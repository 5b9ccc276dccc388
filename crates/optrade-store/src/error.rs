//! Error types for optrade-store.

use thiserror::Error;

#[derive(Debug, Error)]
pub enum StoreError {
    #[error("database error: {0}")]
    Database(#[from] sqlx::Error),

    #[error("migration error: {0}")]
    Migration(#[from] sqlx::migrate::MigrateError),

    #[error("serialization error: {0}")]
    Serialization(#[from] serde_json::Error),

    #[error("decimal parse error: {0}")]
    DecimalParse(#[from] rust_decimal::Error),

    #[error("row decode error: {0}")]
    Decode(String),
}

pub type Result<T> = std::result::Result<T, StoreError>;
//! `trait Strategy`, the registry Runners consult, and one concrete
//! illustrative strategy.

mod moving_average_cross;
mod registry;

pub use moving_average_cross::MovingAverageCrossStrategy;
pub use registry::{Strategy, StrategyConfig, StrategyRegistry};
:::::
ASSIGNMENT>
Look for the string "sqlx" in the entries above. Copy every line that has it.

ANSWER TO THIS EXERCISE>
    Database(#[from] sqlx::Error),
    Migration(#[from] sqlx::migrate::MigrateError),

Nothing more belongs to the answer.